Data to use

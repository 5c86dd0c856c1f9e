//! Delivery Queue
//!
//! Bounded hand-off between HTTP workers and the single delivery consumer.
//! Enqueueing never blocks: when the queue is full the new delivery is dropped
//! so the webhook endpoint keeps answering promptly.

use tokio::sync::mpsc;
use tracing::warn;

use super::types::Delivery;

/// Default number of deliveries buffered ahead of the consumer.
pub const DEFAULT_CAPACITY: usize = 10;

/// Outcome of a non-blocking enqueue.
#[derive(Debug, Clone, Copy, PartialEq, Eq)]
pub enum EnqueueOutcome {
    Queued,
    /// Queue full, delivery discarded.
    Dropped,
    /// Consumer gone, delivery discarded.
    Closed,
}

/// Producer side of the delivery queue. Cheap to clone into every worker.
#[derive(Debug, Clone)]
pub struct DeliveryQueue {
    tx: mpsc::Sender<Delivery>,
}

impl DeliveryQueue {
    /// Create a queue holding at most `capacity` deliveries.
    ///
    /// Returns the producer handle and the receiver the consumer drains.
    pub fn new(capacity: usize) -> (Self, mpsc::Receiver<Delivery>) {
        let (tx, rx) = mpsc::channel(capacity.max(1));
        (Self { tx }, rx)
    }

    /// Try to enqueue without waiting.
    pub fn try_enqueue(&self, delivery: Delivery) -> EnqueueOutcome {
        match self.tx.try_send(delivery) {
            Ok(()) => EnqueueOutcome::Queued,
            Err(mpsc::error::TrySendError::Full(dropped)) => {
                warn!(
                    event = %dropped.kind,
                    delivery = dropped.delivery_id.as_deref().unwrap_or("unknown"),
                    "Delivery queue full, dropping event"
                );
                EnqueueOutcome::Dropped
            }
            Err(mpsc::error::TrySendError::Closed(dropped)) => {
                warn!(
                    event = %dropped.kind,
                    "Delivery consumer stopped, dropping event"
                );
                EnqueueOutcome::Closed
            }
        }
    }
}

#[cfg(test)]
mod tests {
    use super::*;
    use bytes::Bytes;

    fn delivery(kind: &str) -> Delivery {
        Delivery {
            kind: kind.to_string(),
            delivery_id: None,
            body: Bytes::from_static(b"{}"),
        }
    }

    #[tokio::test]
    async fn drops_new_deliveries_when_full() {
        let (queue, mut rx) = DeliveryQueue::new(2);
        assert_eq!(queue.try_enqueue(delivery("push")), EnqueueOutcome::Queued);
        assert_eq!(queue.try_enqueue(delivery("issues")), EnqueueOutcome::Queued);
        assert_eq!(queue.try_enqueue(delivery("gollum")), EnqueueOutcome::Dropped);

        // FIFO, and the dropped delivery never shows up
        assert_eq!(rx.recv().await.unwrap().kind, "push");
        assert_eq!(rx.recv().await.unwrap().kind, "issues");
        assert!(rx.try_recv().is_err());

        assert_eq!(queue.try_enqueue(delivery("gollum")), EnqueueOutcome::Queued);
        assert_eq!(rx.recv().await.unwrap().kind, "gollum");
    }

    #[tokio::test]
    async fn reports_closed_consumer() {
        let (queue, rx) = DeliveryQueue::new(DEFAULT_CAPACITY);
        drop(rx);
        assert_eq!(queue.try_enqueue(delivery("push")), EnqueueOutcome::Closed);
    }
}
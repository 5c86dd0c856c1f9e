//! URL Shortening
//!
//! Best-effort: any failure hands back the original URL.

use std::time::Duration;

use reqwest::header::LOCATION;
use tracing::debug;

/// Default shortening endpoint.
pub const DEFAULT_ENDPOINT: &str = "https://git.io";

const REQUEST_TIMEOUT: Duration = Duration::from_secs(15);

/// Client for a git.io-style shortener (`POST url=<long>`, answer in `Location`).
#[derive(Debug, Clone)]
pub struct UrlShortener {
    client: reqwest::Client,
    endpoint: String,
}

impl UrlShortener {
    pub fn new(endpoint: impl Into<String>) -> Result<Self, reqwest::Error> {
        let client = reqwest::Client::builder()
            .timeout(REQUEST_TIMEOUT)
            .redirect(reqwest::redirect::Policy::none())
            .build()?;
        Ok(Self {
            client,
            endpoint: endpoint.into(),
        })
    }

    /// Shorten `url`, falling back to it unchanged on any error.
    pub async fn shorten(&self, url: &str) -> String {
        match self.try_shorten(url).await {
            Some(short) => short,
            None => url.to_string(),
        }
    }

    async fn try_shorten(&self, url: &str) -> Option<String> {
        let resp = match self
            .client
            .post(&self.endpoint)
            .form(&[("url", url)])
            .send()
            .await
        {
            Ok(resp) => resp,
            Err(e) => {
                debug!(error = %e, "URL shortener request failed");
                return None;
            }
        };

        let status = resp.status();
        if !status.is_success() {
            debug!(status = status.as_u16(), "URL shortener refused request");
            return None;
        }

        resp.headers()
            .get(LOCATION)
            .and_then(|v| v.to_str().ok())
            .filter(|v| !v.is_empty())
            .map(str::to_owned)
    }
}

How to complete this task
Within the data, how many lines hold the string "struct"? Answer with the number and nothing more.

Solution to this task
2